Leverrett Oley Larsen (born October 18, 1964) is a former Republican member of the North Dakota Senate for the 3rd district.

Career
He has been a member of the North Dakota Senate since 2010. He is opposed to anti-bullying legislation, arguing that it would promote a victim mentality. He has been published in Psychology Today. He supports the right to bear arms in the workplace.

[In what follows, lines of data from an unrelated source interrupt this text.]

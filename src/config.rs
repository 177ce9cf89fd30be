//! CLI-facing configuration shared between [`crate::bin`] and [`crate::driver`].

use std::path::PathBuf;

/// Which surface grammar a source file is written in.
#[derive(Debug, Clone, Copy, PartialEq, Eq, clap::ValueEnum)]
pub enum Syntax {
    Scribble,
    Mpst,
}

impl Default for Syntax {
    fn default() -> Self {
        Syntax::Mpst
    }
}

/// Resolved options for one driver run, independent of how they were
/// gathered (CLI flags, in the common case).
#[derive(Debug, Clone)]
pub struct Options {
    pub input: PathBuf,
    pub syntax: Syntax,
    /// If set, only this protocol name is processed; otherwise every
    /// protocol in the file is.
    pub project_only: Option<String>,
    pub emit_only: Option<String>,
    pub out_dir: PathBuf,
    pub root_pkg: String,
    pub verbose: bool,
    pub assume_yes: bool,
}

He was elected State Senate President Pro Tempore 2020. he was elected chairman of the Bastiat Caucus. His greatest floor speeches to date was the defeat of the  recreational marijuana bill on the Senate floor, and overturning the governor's veto on the mask mandate. He is one of the most conservative legislators in the North Dakota Senate. He is a member of the Pro-Life caucus, National Prayer Caucus and the Republican Party Caucus.

Personal life
Larsen received a Bachelor of Science in Vocational Education from Valley City State University and a Masters of Science in Educational Leadership from North Dakota State University. He was a teacher of Automotive Technology at a local high school.
Currently, he is self-employed at Oley Larsen 4 Insurance Agency LLC specializing in health insurance, Medicare supplements, Marketplace, and Allstate supplemental benefits. He also continues in the Diesel Technology field for a local sanitation company.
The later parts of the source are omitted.